Teacher walkout over as Ducey grants raise and Legislature approves a new budget
By Jon Johnson
PHOENIX – The unprecedented (for Arizona) teacher walkout that affected more than 800,000 students statewide is over, according to organizers.
The #RedforEd movement had teachers walk out of classes last Thursday in a move to pressure lawmakers to devote more funding and resources to schools. With Governor Doug Ducey signing legislation granting teachers an average 19 percent pay increase over the following three years and the Arizona Legislature approving a new budget, the movement has told teachers to return to the classroom.
Hundreds of teachers had maintained a vigil at the Capitol as Democratic lawmakers failed to convince their Republican counterparts to provide increased funds for public education.
All of the school districts in Graham and Greenlee counties weathered the storm of missing teachers and continued to stay open during the strike while most schools in Pima and Maricopa counties were closed. The Pima School District in Graham County was the hardest hit locally, with roughly half of its teachers missing two days, in which the district implemented its early release schedule and found other ways to accommodate the students. For instance, since there were only a handful of sixth-grade students at the school Thursday, April 26, they were allowed to accompany the fifth-grade class on a previously scheduled field trip to Eastern Arizona College’s Discovery Park. Pima teachers returned to work Tuesday, as did those in the Vail School District just east of Tucson.
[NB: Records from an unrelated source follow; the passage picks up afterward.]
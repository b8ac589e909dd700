//! Persisted user preference documents.
//!
//! Both documents deserialize leniently: missing fields take their defaults and
//! out-of-range numbers are clamped or treated as unset instead of rejected, so
//! a stale or hand-edited document never stops the pipeline.

use crate::categories::{default_categories, default_category_ids, KeywordCategory};
use crate::lenient;
use serde::{Deserialize, Deserializer, Serialize};

pub const DEFAULT_MIN_UPVOTES: i64 = 1;
pub const DEFAULT_POSTS_PER_GROUP: usize = 15;
pub const DEFAULT_MAX_TOTAL_ITEMS: usize = 80;

/// Hard constraints and volume caps applied before scoring.
#[derive(Debug, Clone, PartialEq, Serialize, Deserialize)]
#[serde(rename_all = "camelCase", default)]
pub struct FilterPreferences {
    #[serde(deserialize_with = "min_upvotes_or_default")]
    pub min_upvotes: i64,
    /// Zero or negative means no upper bound.
    #[serde(deserialize_with = "lenient::optional_positive_i64")]
    pub max_upvotes: Option<i64>,
    #[serde(deserialize_with = "non_negative_u64")]
    pub min_comments: u64,
    /// Negative means no time window.
    #[serde(alias = "timeRange", deserialize_with = "lenient::optional_non_negative_u64")]
    pub time_range_hours: Option<u64>,
    pub character_blacklist: Vec<String>,
    pub keyword_blacklist: Vec<String>,
    #[serde(deserialize_with = "non_negative_usize")]
    pub min_post_length: usize,
    /// Zero or negative means no upper bound.
    #[serde(deserialize_with = "lenient::optional_positive_usize")]
    pub max_post_length: Option<usize>,
    pub excluded_flairs: Vec<String>,
    pub excluded_authors: Vec<String>,
    #[serde(alias = "postsPerSubreddit", deserialize_with = "posts_per_group_or_default")]
    pub posts_per_group: usize,
    #[serde(alias = "maxTotalPosts", deserialize_with = "max_total_items_or_default")]
    pub max_total_items: usize,
    #[serde(deserialize_with = "enabled_or_default")]
    pub enabled: bool,
}

impl Default for FilterPreferences {
    fn default() -> Self {
        Self {
            min_upvotes: DEFAULT_MIN_UPVOTES,
            max_upvotes: None,
            min_comments: 0,
            time_range_hours: None,
            character_blacklist: Vec::new(),
            keyword_blacklist: vec!["removed".to_string(), "deleted".to_string()],
            min_post_length: 0,
            max_post_length: None,
            excluded_flairs: Vec::new(),
            excluded_authors: Vec::new(),
            posts_per_group: DEFAULT_POSTS_PER_GROUP,
            max_total_items: DEFAULT_MAX_TOTAL_ITEMS,
            enabled: true,
        }
    }
}

#[derive(Debug, Clone, Copy, PartialEq, Eq)]
pub enum BlacklistKind {
    Character,
    Keyword,
    Flair,
    Author,
}

impl FilterPreferences {
    /// Preferences that let every item through.
    pub fn disabled() -> Self {
        Self {
            enabled: false,
            ..Self::default()
        }
    }

    pub fn toggle_enabled(&mut self) {
        self.enabled = !self.enabled;
    }

    /// Adds a blacklist entry. Blank values and duplicates are ignored;
    /// keywords are stored lowercased.
    pub fn add_to_blacklist(&mut self, kind: BlacklistKind, value: &str) -> bool {
        let value = value.trim();
        if value.is_empty() {
            return false;
        }
        let value = match kind {
            BlacklistKind::Keyword => value.to_lowercase(),
            _ => value.to_string(),
        };
        let list = self.blacklist_mut(kind);
        if list.contains(&value) {
            return false;
        }
        list.push(value);
        true
    }

    pub fn remove_from_blacklist(&mut self, kind: BlacklistKind, value: &str) -> bool {
        let list = self.blacklist_mut(kind);
        let before = list.len();
        list.retain(|entry| entry != value);
        list.len() != before
    }

    pub fn blacklist(&self, kind: BlacklistKind) -> &[String] {
        match kind {
            BlacklistKind::Character => &self.character_blacklist,
            BlacklistKind::Keyword => &self.keyword_blacklist,
            BlacklistKind::Flair => &self.excluded_flairs,
            BlacklistKind::Author => &self.excluded_authors,
        }
    }

    fn blacklist_mut(&mut self, kind: BlacklistKind) -> &mut Vec<String> {
        match kind {
            BlacklistKind::Character => &mut self.character_blacklist,
            BlacklistKind::Keyword => &mut self.keyword_blacklist,
            BlacklistKind::Flair => &mut self.excluded_flairs,
            BlacklistKind::Author => &mut self.excluded_authors,
        }
    }
}

/// Category table plus the keyword lists that drive relevance scoring.
#[derive(Debug, Clone, PartialEq, Serialize, Deserialize)]
#[serde(rename_all = "camelCase", default)]
pub struct HighlightPreferences {
    pub categories: Vec<KeywordCategory>,
    pub enabled_categories: Vec<String>,
    pub primary_keywords: Vec<String>,
    pub secondary_keywords: Vec<String>,
    pub enable_highlighting: bool,
}

impl Default for HighlightPreferences {
    fn default() -> Self {
        Self {
            categories: default_categories(),
            enabled_categories: default_category_ids(),
            primary_keywords: Vec::new(),
            secondary_keywords: Vec::new(),
            enable_highlighting: true,
        }
    }
}

impl HighlightPreferences {
    pub fn with_categories(categories: Vec<KeywordCategory>) -> Self {
        let enabled_categories = categories.iter().map(|c| c.id.clone()).collect();
        Self {
            categories,
            enabled_categories,
            ..Self::default()
        }
    }

    pub fn is_category_enabled(&self, id: &str) -> bool {
        self.enabled_categories.iter().any(|enabled| enabled == id)
    }

    /// Flips a category on or off. Unknown ids are ignored.
    pub fn toggle_category(&mut self, id: &str) {
        if !self.categories.iter().any(|c| c.id == id) {
            return;
        }
        if self.is_category_enabled(id) {
            self.enabled_categories.retain(|enabled| enabled != id);
        } else {
            self.enabled_categories.push(id.to_string());
        }
    }

    pub fn category_mut(&mut self, id: &str) -> Option<&mut KeywordCategory> {
        self.categories.iter_mut().find(|c| c.id == id)
    }

    /// Replaces a category's keywords from comma-separated text.
    pub fn set_category_keywords(&mut self, id: &str, keywords: &str) -> bool {
        match self.category_mut(id) {
            Some(category) => {
                category.set_keywords(keywords.split(','));
                true
            }
            None => false,
        }
    }

    pub fn add_primary_keyword(&mut self, keyword: &str) -> bool {
        add_unique(&mut self.primary_keywords, keyword)
    }

    pub fn remove_primary_keyword(&mut self, keyword: &str) -> bool {
        remove_entry(&mut self.primary_keywords, keyword)
    }

    pub fn add_secondary_keyword(&mut self, keyword: &str) -> bool {
        add_unique(&mut self.secondary_keywords, keyword)
    }

    pub fn remove_secondary_keyword(&mut self, keyword: &str) -> bool {
        remove_entry(&mut self.secondary_keywords, keyword)
    }
}

fn add_unique(list: &mut Vec<String>, keyword: &str) -> bool {
    let keyword = keyword.trim();
    if keyword.is_empty() || list.iter().any(|k| k.eq_ignore_ascii_case(keyword)) {
        return false;
    }
    list.push(keyword.to_string());
    true
}

fn remove_entry(list: &mut Vec<String>, keyword: &str) -> bool {
    let before = list.len();
    list.retain(|k| k != keyword);
    list.len() != before
}

fn min_upvotes_or_default<'de, D>(deserializer: D) -> Result<i64, D::Error>
where
    D: Deserializer<'de>,
{
    Ok(lenient::number(deserializer)?.unwrap_or(DEFAULT_MIN_UPVOTES))
}

fn non_negative_u64<'de, D>(deserializer: D) -> Result<u64, D::Error>
where
    D: Deserializer<'de>,
{
    Ok(lenient::number(deserializer)?.unwrap_or(0).max(0) as u64)
}

fn non_negative_usize<'de, D>(deserializer: D) -> Result<usize, D::Error>
where
    D: Deserializer<'de>,
{
    Ok(lenient::number(deserializer)?.unwrap_or(0).max(0) as usize)
}

fn posts_per_group_or_default<'de, D>(deserializer: D) -> Result<usize, D::Error>
where
    D: Deserializer<'de>,
{
    Ok(lenient::number(deserializer)?
        .map(|v| v.max(0) as usize)
        .unwrap_or(DEFAULT_POSTS_PER_GROUP))
}

fn max_total_items_or_default<'de, D>(deserializer: D) -> Result<usize, D::Error>
where
    D: Deserializer<'de>,
{
    Ok(lenient::number(deserializer)?
        .map(|v| v.max(0) as usize)
        .unwrap_or(DEFAULT_MAX_TOTAL_ITEMS))
}

fn enabled_or_default<'de, D>(deserializer: D) -> Result<bool, D::Error>
where
    D: Deserializer<'de>,
{
    match Option::<serde_json::Value>::deserialize(deserializer)? {
        Some(serde_json::Value::Bool(enabled)) => Ok(enabled),
        _ => Ok(true),
    }
}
While the budget plan does not restore school funding to 2008 levels as sought, nor does it put limits on class sizes of 25 students per class, proponents say the movement shows how an organized walkout could be effective for change. In addition to the 19 percent raise, Ducey also approved $100 million in what he deemed as “flexible dollars” that schools can use in various ways, including increased pay for support staff who are not eligible for the teacher increase.
“Arizona teachers have earned a raise, and this plan delivers,” Ducey said.
The Gila Herald will update this article with local teacher reaction when possible.